Lupin III: Goodbye Partner

Written by Robert Frazer on 18 Nov 2020

Distributor Amazon Prime • Certificate 13+ • Price £2.99 (HD, to rent) / £4.99 (SD, to buy)

I had a lot of fun rummaging around in Lupin III’s treasure chest of ill-gotten gains in the Lupin III, Part 2 television series available to stream on Amazon Prime – so much so that I decided it was worth investing a little into exploring what other Lupin III content Amazon had to offer in case it provided similar enjoyment. Lupin III, Part 2 is currently the only element of the series that’s free and can be watched on a basic Prime subscription and all others involve extra charges, so I felt it would be a service to UK Anime Network readers to make sure they’re worth your while.

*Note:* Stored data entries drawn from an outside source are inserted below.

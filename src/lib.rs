use thiserror::Error;

pub type Result<T> = std::result::Result<T, RagError>;

#[derive(Error, Debug)]
pub enum RagError {
    #[error("Configuration error: {0}")]
    Config(#[from] config::ConfigError),

    #[error("Retrieval error: {0}")]
    Retrieval(#[from] retrieval::RetrievalError),

    #[error("Embedding error: {0}")]
    Embedding(#[from] embeddings::EmbeddingError),

    #[error("Answer generation error: {0}")]
    Llm(#[from] llm::LlmError),

    #[error("Conversation memory error: {0}")]
    Memory(#[from] memory::MemoryError),

    #[error("Indexing error: {0}")]
    Indexer(#[from] indexer::IndexerError),

    #[error("IO error: {0}")]
    Io(#[from] std::io::Error),

    #[error("Other error: {0}")]
    Other(#[from] anyhow::Error),
}

pub mod assistant;
pub mod commands;
pub mod config;
pub mod embeddings;
mod http;
pub mod indexer;
pub mod llm;
pub mod memory;
pub mod retrieval;

pub use http::HttpError;
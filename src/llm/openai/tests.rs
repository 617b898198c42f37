use super::*;
use crate::http::HttpError;

fn keyless_config() -> LlmConfig {
    LlmConfig {
        base_url: "http://test-host:1234/v1/".to_string(),
        model: "test-chat".to_string(),
        api_key_env: String::new(),
        ..LlmConfig::default()
    }
}

#[test]
fn client_configuration() {
    let client = ChatClient::new(&keyless_config()).expect("Failed to create client");

    assert_eq!(client.model(), "test-chat");
    assert_eq!(client.api_key, None);
    assert!((client.temperature - 0.2).abs() < f32::EPSILON);
    assert_eq!(
        client.endpoint.as_str(),
        "http://test-host:1234/v1/chat/completions"
    );
}

#[test]
fn invalid_base_url_is_rejected() {
    let config = LlmConfig {
        base_url: "::not-a-url".to_string(),
        ..keyless_config()
    };
    assert!(matches!(
        ChatClient::new(&config),
        Err(LlmError::Request(HttpError::InvalidUrl(_)))
    ));
}

#[test]
fn request_body_shape() {
    let prompt = Prompt::assemble("q", &[], &[]);
    let request = ChatRequest {
        model: "m",
        messages: prompt.messages(),
        temperature: 0.5,
    };
    let value = serde_json::to_value(&request).expect("should serialize");

    assert_eq!(value["model"], "m");
    assert_eq!(value["messages"][0]["role"], "system");
    assert_eq!(value["messages"][1]["role"], "user");
    assert_eq!(value["temperature"], 0.5);
}

#[test]
fn response_without_content_is_empty() {
    let response: ChatResponse =
        serde_json::from_str(r#"{"choices":[{"message":{"role":"assistant"}}]}"#)
            .expect("should parse");
    assert!(response.choices[0].message.content.is_none());
}
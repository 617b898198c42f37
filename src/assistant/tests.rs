use super::*;
use crate::RagError;
use crate::embeddings::EmbeddingError;
use crate::llm::{LlmError, Role};
use crate::retrieval::{IndexBuilder, MetadataRecord, MetadataTable};
use std::sync::Mutex;
use tempfile::TempDir;

/// Maps a question to a point by keyword.
struct KeywordEmbedder;

impl TextEmbedder for KeywordEmbedder {
    fn embed(&self, texts: &[String]) -> std::result::Result<Vec<Vec<f32>>, EmbeddingError> {
        Ok(texts
            .iter()
            .map(|t| {
                if t.contains("customer") {
                    vec![0.0, 5.0]
                } else {
                    vec![0.0, 0.0]
                }
            })
            .collect())
    }
}

/// Answers with the first context line and keeps every prompt it sees.
#[derive(Default)]
struct EchoGenerator {
    prompts: Mutex<Vec<Prompt>>,
}

impl AnswerGenerator for EchoGenerator {
    fn generate(&self, prompt: &Prompt) -> std::result::Result<String, LlmError> {
        self.prompts
            .lock()
            .expect("lock poisoned")
            .push(prompt.clone());
        let last = prompt.messages().last().map(|m| m.content.clone());
        let line = last
            .as_deref()
            .and_then(|c| c.lines().find(|l| l.starts_with("- ")))
            .unwrap_or("nothing")
            .to_string();
        Ok(format!("See {}", line))
    }
}

struct FailingGenerator;

impl AnswerGenerator for FailingGenerator {
    fn generate(&self, _prompt: &Prompt) -> std::result::Result<String, LlmError> {
        Err(LlmError::EmptyResponse)
    }
}

fn context() -> SearchContext {
    let index = IndexBuilder::default()
        .build(&[vec![0.0, 0.0], vec![1.0, 0.0], vec![0.0, 5.0]])
        .expect("should build index");
    let metadata = MetadataTable::new(vec![
        MetadataRecord::new("Application outcome", "fact_applications", "outcome_id"),
        MetadataRecord::new("Decision date", "fact_applications", "decided_at"),
        MetadataRecord::new("Customer key", "dim_customer", "customer_id"),
    ]);
    SearchContext::new(index, metadata).expect("aligned context")
}

#[test]
fn ask_records_turn_with_matches() {
    let temp_dir = TempDir::new().expect("should create temp dir");
    let memory = ConversationLog::open(temp_dir.path().join("chat_memory.json"));
    let assistant =
        Assistant::new(context(), KeywordEmbedder, EchoGenerator::default(), memory).with_top_k(2);

    let turn = assistant
        .ask("Where are approvals?", None)
        .expect("should answer");

    assert_eq!(
        turn.answer,
        "See - fact_applications.outcome_id: Application outcome"
    );
    assert_eq!(turn.matches.len(), 2);
    assert_eq!(turn.matches[0].column, "outcome_id");

    let stored = assistant.memory().load().expect("should load");
    assert_eq!(stored, vec![turn]);
}

#[test]
fn prior_turns_are_replayed() {
    let temp_dir = TempDir::new().expect("should create temp dir");
    let memory = ConversationLog::open(temp_dir.path().join("chat_memory.json"));
    let generator = EchoGenerator::default();
    let assistant = Assistant::new(context(), KeywordEmbedder, &generator, memory)
        .with_context_turns(1);

    assistant.ask("first", Some(1)).expect("should answer");
    assistant.ask("second", Some(1)).expect("should answer");
    assistant
        .ask("which customer column?", Some(1))
        .expect("should answer");

    let prompts = generator.prompts.lock().expect("lock poisoned");
    let last = prompts.last().expect("three prompts");
    let roles: Vec<Role> = last.messages().iter().map(|m| m.role).collect();
    assert_eq!(
        roles,
        vec![Role::System, Role::User, Role::Assistant, Role::User]
    );
    assert_eq!(last.messages()[1].content, "second");
    assert!(
        last.messages()[3]
            .content
            .contains("dim_customer.customer_id")
    );
}

#[test]
fn generator_failure_leaves_memory_untouched() {
    let temp_dir = TempDir::new().expect("should create temp dir");
    let memory = ConversationLog::open(temp_dir.path().join("chat_memory.json"));
    let assistant = Assistant::new(context(), KeywordEmbedder, FailingGenerator, memory);

    let err = assistant
        .ask("anything", None)
        .expect_err("generation should fail");
    assert!(matches!(err, RagError::Llm(LlmError::EmptyResponse)));
    assert!(assistant.memory().load().expect("should load").is_empty());
}

#[test]
fn zero_k_is_rejected() {
    let temp_dir = TempDir::new().expect("should create temp dir");
    let memory = ConversationLog::open(temp_dir.path().join("chat_memory.json"));
    let assistant = Assistant::new(context(), KeywordEmbedder, EchoGenerator::default(), memory);

    assert!(matches!(
        assistant.ask("anything", Some(0)),
        Err(RagError::Retrieval(crate::retrieval::RetrievalError::InvalidK))
    ));
}

#[test]
fn reload_swaps_context() {
    let temp_dir = TempDir::new().expect("should create temp dir");
    let memory = ConversationLog::open(temp_dir.path().join("chat_memory.json"));
    let assistant = Assistant::new(context(), KeywordEmbedder, EchoGenerator::default(), memory);
    let before = assistant.context();

    let index = IndexBuilder::default()
        .build(&[vec![0.0, 0.0]])
        .expect("should build index");
    let replacement = SearchContext::new(
        index,
        MetadataTable::new(vec![MetadataRecord::new("Only row", "t", "c")]),
    )
    .expect("aligned context");
    let path = temp_dir.path().join("vector_index.mdrb");
    replacement.save(&path).expect("should save");

    assert_eq!(assistant.reload(&path).expect("should reload"), 1);
    assert_eq!(before.len(), 3);
    assert_eq!(assistant.context().len(), 1);

    let turn = assistant.ask("anything", None).expect("should answer");
    assert_eq!(turn.matches.len(), 1);
}
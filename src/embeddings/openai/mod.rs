#[cfg(test)]
mod tests;

use serde::{Deserialize, Serialize};
use std::env;
use std::time::Duration;
use tracing::{debug, info};
use url::Url;

use super::{EmbeddingError, TextEmbedder};
use crate::config::EmbeddingConfig;
use crate::http::{self, JsonClient};

/// Client for OpenAI-compatible `/embeddings` endpoints.
#[derive(Debug, Clone)]
pub struct EmbeddingClient {
    http: JsonClient,
    endpoint: Url,
    model: String,
    api_key: Option<String>,
    batch_size: usize,
    dimension: usize,
}

#[derive(Debug, Serialize)]
struct EmbedRequest<'a> {
    model: &'a str,
    input: &'a [String],
}

#[derive(Debug, Deserialize)]
struct EmbedResponse {
    data: Vec<EmbeddingData>,
}

#[derive(Debug, Deserialize)]
struct EmbeddingData {
    index: usize,
    embedding: Vec<f32>,
}

impl EmbeddingClient {
    /// Build a client from config, reading the API key from the configured
    /// environment variable. An empty variable name disables authentication.
    #[inline]
    pub fn new(config: &EmbeddingConfig) -> Result<Self, EmbeddingError> {
        let api_key = if config.api_key_env.is_empty() {
            None
        } else {
            Some(
                env::var(&config.api_key_env)
                    .map_err(|_| EmbeddingError::MissingApiKey(config.api_key_env.clone()))?,
            )
        };

        Ok(Self {
            http: JsonClient::new(
                Duration::from_secs(config.timeout_secs),
                config.retry_attempts,
            ),
            endpoint: http::endpoint(&config.base_url, "embeddings")?,
            model: config.model.clone(),
            api_key,
            batch_size: config.batch_size as usize,
            dimension: config.dimension as usize,
        })
    }

    #[inline]
    pub fn with_api_key(mut self, api_key: Option<String>) -> Self {
        self.api_key = api_key;
        self
    }

    #[inline]
    pub fn with_timeout(mut self, timeout: Duration) -> Self {
        self.http.set_timeout(timeout);
        self
    }

    #[inline]
    pub fn with_retry_attempts(mut self, attempts: u32) -> Self {
        self.http.set_retry_attempts(attempts);
        self
    }

    /// Base delay between retries; doubles after each failed attempt.
    #[inline]
    pub fn with_backoff(mut self, backoff: Duration) -> Self {
        self.http.set_backoff(backoff);
        self
    }

    #[inline]
    pub fn model(&self) -> &str {
        &self.model
    }

    #[inline]
    pub fn dimension(&self) -> usize {
        self.dimension
    }

    fn embed_single_batch(&self, texts: &[String]) -> Result<Vec<Vec<f32>>, EmbeddingError> {
        let request = EmbedRequest {
            model: &self.model,
            input: texts,
        };
        let request_json = serde_json::to_string(&request)
            .map_err(|e| EmbeddingError::Decode(format!("failed to encode request: {}", e)))?;

        let response_text = self
            .http
            .post(&self.endpoint, self.api_key.as_deref(), &request_json)?;

        let mut response: EmbedResponse = serde_json::from_str(&response_text)
            .map_err(|e| EmbeddingError::Decode(e.to_string()))?;

        if response.data.len() != texts.len() {
            return Err(EmbeddingError::CountMismatch {
                expected: texts.len(),
                actual: response.data.len(),
            });
        }

        response.data.sort_by_key(|d| d.index);
        let mut vectors = Vec::with_capacity(texts.len());
        for (expected_index, data) in response.data.into_iter().enumerate() {
            if data.index != expected_index {
                return Err(EmbeddingError::Decode(format!(
                    "response indices are not a permutation of 0..{}",
                    texts.len()
                )));
            }
            if data.embedding.len() != self.dimension {
                return Err(EmbeddingError::Dimension {
                    expected: self.dimension,
                    actual: data.embedding.len(),
                });
            }
            vectors.push(data.embedding);
        }
        Ok(vectors)
    }
}

impl TextEmbedder for EmbeddingClient {
    /// Embed `texts` in batches of the configured size, preserving order.
    #[inline]
    fn embed(&self, texts: &[String]) -> Result<Vec<Vec<f32>>, EmbeddingError> {
        if texts.is_empty() {
            return Ok(Vec::new());
        }

        debug!(
            "Embedding {} texts with {} (batch size {})",
            texts.len(),
            self.model,
            self.batch_size
        );

        let mut vectors = Vec::with_capacity(texts.len());
        for chunk in texts.chunks(self.batch_size.max(1)) {
            vectors.extend(self.embed_single_batch(chunk)?);
        }

        if texts.len() > 1 {
            info!("Generated {} embeddings", vectors.len());
        }
        Ok(vectors)
    }
}
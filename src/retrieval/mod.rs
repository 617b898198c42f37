// Retrieval module
// Exact flat vector index, aligned metadata table, bundle persistence and search

pub mod builder;
pub mod bundle;
pub mod distance;
pub mod error;
pub mod index;
pub mod metadata;
pub mod search;

pub use builder::IndexBuilder;
pub use bundle::{BundleInfo, FORMAT_VERSION};
pub use distance::DistanceMetric;
pub use error::RetrievalError;
pub use index::{FlatIndex, Neighbor};
pub use metadata::{MetadataRecord, MetadataTable};
pub use search::{Query, SearchContext, SearchResult, SharedContext};
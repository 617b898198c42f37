// Embeddings module
// Text-to-vector providers consumed by the index builder and the search service

pub mod openai;

use thiserror::Error;

use crate::http::HttpError;

pub use openai::EmbeddingClient;

#[derive(Error, Debug)]
pub enum EmbeddingError {
    #[error("API key environment variable {0} is not set")]
    MissingApiKey(String),

    #[error("Embedding request failed: {0}")]
    Request(#[from] HttpError),

    #[error("Failed to decode embedding response: {0}")]
    Decode(String),

    #[error("Embedding count mismatch: requested {expected}, received {actual}")]
    CountMismatch { expected: usize, actual: usize },

    #[error("Embedding dimension mismatch: expected {expected}, received {actual}")]
    Dimension { expected: usize, actual: usize },
}

/// Turns a batch of texts into vectors of a fixed dimensionality.
///
/// Implementations return exactly one vector per input text, in input order.
pub trait TextEmbedder: Send + Sync {
    fn embed(&self, texts: &[String]) -> Result<Vec<Vec<f32>>, EmbeddingError>;
}

impl<T: TextEmbedder + ?Sized> TextEmbedder for &T {
    #[inline]
    fn embed(&self, texts: &[String]) -> Result<Vec<Vec<f32>>, EmbeddingError> {
        (**self).embed(texts)
    }
}

impl<T: TextEmbedder + ?Sized> TextEmbedder for Box<T> {
    #[inline]
    fn embed(&self, texts: &[String]) -> Result<Vec<Vec<f32>>, EmbeddingError> {
        (**self).embed(texts)
    }
}

impl<T: TextEmbedder + ?Sized> TextEmbedder for std::sync::Arc<T> {
    #[inline]
    fn embed(&self, texts: &[String]) -> Result<Vec<Vec<f32>>, EmbeddingError> {
        (**self).embed(texts)
    }
}
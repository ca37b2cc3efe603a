//! 一维样本的描述统计量。

/// 算术平均值。空样本返回`None`。
pub fn mean(values: &[f64]) -> Option<f64> {
    if values.is_empty() {
        return None;
    }
    Some(values.iter().sum::<f64>() / values.len() as f64)
}

/// 线性插值分位数（与numpy默认的`linear`方法一致）。`q`取值于\[0, 1\]；空样本返回`None`。
pub fn quantile(values: &[f64], q: f64) -> Option<f64> {
    let mut sorted = values.to_vec();
    sorted.sort_by(f64::total_cmp);
    quantile_sorted(&sorted, q)
}

/// 对已经升序排列的样本计算线性插值分位数。
pub fn quantile_sorted(sorted: &[f64], q: f64) -> Option<f64> {
    if sorted.is_empty() {
        return None;
    }
    let q = q.clamp(0.0, 1.0);
    let h = (sorted.len() - 1) as f64 * q;
    let lo = h.floor() as usize;
    let hi = h.ceil() as usize;
    let frac = h - lo as f64;
    Some(sorted[lo] + frac * (sorted[hi] - sorted[lo]))
}

/// 中位数；偶数个样本时取中间两个数的平均值。
#[inline]
pub fn median(values: &[f64]) -> Option<f64> {
    quantile(values, 0.5)
}

/// 最大值；空样本返回`None`。
pub fn max(values: &[f64]) -> Option<f64> {
    values.iter().copied().reduce(f64::max)
}

#[cfg(test)]
mod tests {
    use super::*;

    #[test]
    fn test_quantile_matches_linear_interpolation() {
        let v = [4.0, 1.0, 3.0, 2.0];
        // h = 3 * 0.25 = 0.75 -> 1 + 0.75 * (2 - 1)
        assert!((quantile(&v, 0.25).unwrap() - 1.75).abs() < 1e-12);
        assert!((quantile(&v, 0.75).unwrap() - 3.25).abs() < 1e-12);
        assert_eq!(quantile(&v, 0.0), Some(1.0));
        assert_eq!(quantile(&v, 1.0), Some(4.0));
    }

    #[test]
    fn test_median_even_and_odd() {
        assert_eq!(median(&[3.0, 1.0, 2.0]), Some(2.0));
        assert_eq!(median(&[4.0, 1.0, 3.0, 2.0]), Some(2.5));
        assert_eq!(median(&[7.0]), Some(7.0));
    }

    #[test]
    fn test_empty_samples() {
        assert_eq!(mean(&[]), None);
        assert_eq!(median(&[]), None);
        assert_eq!(max(&[]), None);
    }
}
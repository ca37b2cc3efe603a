pub mod prelude;
pub mod prep;
pub mod tools;
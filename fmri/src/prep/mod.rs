pub mod config;
pub mod error;
pub mod log;
pub mod motion;
pub mod nifti_io;
pub mod stats;
pub mod volume;

pub use config::PipelineConfig;
pub use error::{PrepError, Result};
pub use log::StageTimer;
pub use motion::{FdArtifacts, FdSummary, MotionParams, ThresholdMethod};
pub use volume::{ConcatReport, NormalizedRun};
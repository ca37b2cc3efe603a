use clap::Args;
use fmri::prep::config::ConfigBuilder;
use fmri::prep::{PipelineConfig, Result, ThresholdMethod};
use std::path::PathBuf;

/// 所有阶段共享的配置参数。命令行参数优先于配置文件，配置文件优先于默认值。
#[derive(Args, Debug, Clone)]
pub struct ConfigArgs {
    /// JSON配置文件。
    #[arg(long = "config", short = 'c')]
    config: Option<PathBuf>,
    /// 数据集根目录（包含`subject<ID>`目录）。
    #[arg(long = "base-dir", short = 'D')]
    base_dir: Option<PathBuf>,
    /// 输出根目录。
    #[arg(long = "output-dir", short = 'O')]
    output_dir: Option<PathBuf>,
    /// 被试编号。
    #[arg(long = "subject", short = 's')]
    subject: Option<String>,
}

impl ConfigArgs {
    /// 合并配置文件与命令行参数，返回尚未校验的构建器。
    pub fn builder(&self) -> Result<ConfigBuilder> {
        let mut builder = PipelineConfig::builder();
        if let Some(ref path) = self.config {
            builder = builder.json_file(path)?;
        }
        if let Some(ref dir) = self.base_dir {
            builder = builder.base_dir(dir.clone());
        }
        if let Some(ref dir) = self.output_dir {
            builder = builder.output_dir(dir.clone());
        }
        if let Some(ref id) = self.subject {
            builder = builder.subject_id(id.clone());
        }
        Ok(builder)
    }

    #[inline]
    pub fn load(&self) -> Result<PipelineConfig> {
        self.builder()?.build()
    }
}

pub fn threshold_method(s: &str) -> std::result::Result<ThresholdMethod, String> {
    s.parse::<ThresholdMethod>().map_err(|e| e.to_string())
}

pub fn positive_mm(s: &str) -> std::result::Result<f64, String> {
    let v: f64 = s
        .parse()
        .map_err(|_| format!("`{s}` is not a legal length in mm"))?;
    if v.is_nan() || v.is_infinite() || v <= 0.0 {
        return Err(format!("length must be a positive number of mm, but got `{s}`"));
    }
    Ok(v)
}

#[cfg(test)]
mod tests {
    use super::*;

    #[test]
    fn test_threshold_method_parser() {
        assert!(threshold_method("iqr").is_ok());
        assert!(threshold_method("median").is_ok());
        assert!(threshold_method("zscore").is_err());
    }

    #[test]
    fn test_positive_mm() {
        assert_eq!(positive_mm("6"), Ok(6.0));
        assert!(positive_mm("0").is_err());
        assert!(positive_mm("-3").is_err());
        assert!(positive_mm("inf").is_err());
        assert!(positive_mm("abc").is_err());
    }
}
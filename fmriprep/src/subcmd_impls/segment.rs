use super::utils::ConfigArgs;
use clap::Args;
use fmri::prep::{PipelineConfig, Result};
use fmri::tools::fsl::{self, SegmentationOutputs};
use fmri::tools::{SystemRunner, ToolRunner};

#[derive(Args, Debug)]
pub struct Segment {
    #[command(flatten)]
    config: ConfigArgs,
}

impl Segment {
    pub fn run(&mut self) -> Result<()> {
        // [derivatives/T1w_brain.nii.gz] -> [derivatives/T1w_fast_pve_{0,1,2}.nii.gz]
        let cfg = self.config.load()?;
        run_stage(&cfg, &SystemRunner)?;
        Ok(())
    }
}

pub(super) fn run_stage<R: ToolRunner + ?Sized>(
    cfg: &PipelineConfig,
    runner: &R,
) -> Result<SegmentationOutputs> {
    fsl::segment_tissues(
        runner,
        &cfg.t1w_brain_path(),
        &cfg.derivatives_dir(),
        cfg.n_classes(),
    )
}
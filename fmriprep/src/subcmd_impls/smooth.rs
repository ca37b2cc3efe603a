use super::utils::{positive_mm, ConfigArgs};
use clap::Args;
use fmri::prep::{PipelineConfig, Result};
use fmri::tools::fsl;
use fmri::tools::{SystemRunner, ToolRunner};
use std::path::PathBuf;

#[derive(Args, Debug)]
pub struct Smooth {
    #[command(flatten)]
    config: ConfigArgs,
    /// 高斯核半高全宽(mm)。
    #[arg(long, value_parser = positive_mm)]
    fwhm: Option<f64>,
}

impl Smooth {
    pub fn run(&mut self) -> Result<()> {
        // [moco_mot_corr/moco.nii.gz] -> [smoothed/moco_smooth.nii.gz]
        let mut builder = self.config.builder()?;
        if let Some(fwhm) = self.fwhm {
            builder = builder.smooth_fwhm(fwhm);
        }
        let cfg = builder.build()?;
        run_stage(&cfg, &SystemRunner)?;
        Ok(())
    }
}

pub(super) fn run_stage<R: ToolRunner + ?Sized>(cfg: &PipelineConfig, runner: &R) -> Result<PathBuf> {
    fsl::smooth(
        runner,
        &cfg.moco_path(),
        &cfg.smooth_output_path(),
        cfg.smooth_fwhm(),
    )
}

Of course, like everywhere else Amazon Prime has the most famous Lupin III movie, Hayao Miyazaki’s The Castle of Cagliostro, but as that’s already available for free with a Netflix subscription there’s absolutely no reason at all to pay extra to watch it on Amazon Prime. Also available are three specials – Jigen’s Gravestone, Goemon’s Blood Spray, and Fujiko’s Lie: while billed as standalone adventures they all form an interconnected trilogy and need wider context to be properly understood as they form sequels to the Lupin III spin-off series The Woman Called Fujiko Mine (which is also on Prime but currently region-locked and unavailable to watch in the UK), so bundled together they’re perhaps an expensive investment to buy into sight-unseen. The most recent television series, 2018’s Lupin III, Part 5 is also available to buy – it’s received good reviews elsewhere but as a relative newbie you might want a cheaper option to dip your toes in before paying for a full series, which leaves one choice left – the feature-length television special Lupin III: Goodbye Partner. Although the new (if clumsily-titled) 3D CGI theatrical movie Lupin III The First is coming soon and the television special Prison of the Past came out late last year, for the moment Goodbye Partner remains the most fresh-from-the-oven Lupin III content to have an English translation; it was released in January 2019 and so it is perhaps the clearest indication yet of the current state of the franchise. While you do have to pay extra for Goodbye Partner it is not part of the Funimation Now service so it is at least easier to budget for as a one-off payment rather than something that ropes you into the mounting costs of an indefinite subscription. Frustratingly though you do get charged separately for the dubbed and subbed versions of Goodbye Partner, which is incredibly miserly of Amazon! Then again, maybe Amazon is just showing a dedication to proper theming by making you go into a movie about a thief with the feeling that you’re being robbed. Can the rest of Lupin III: Goodbye Partner make up for that?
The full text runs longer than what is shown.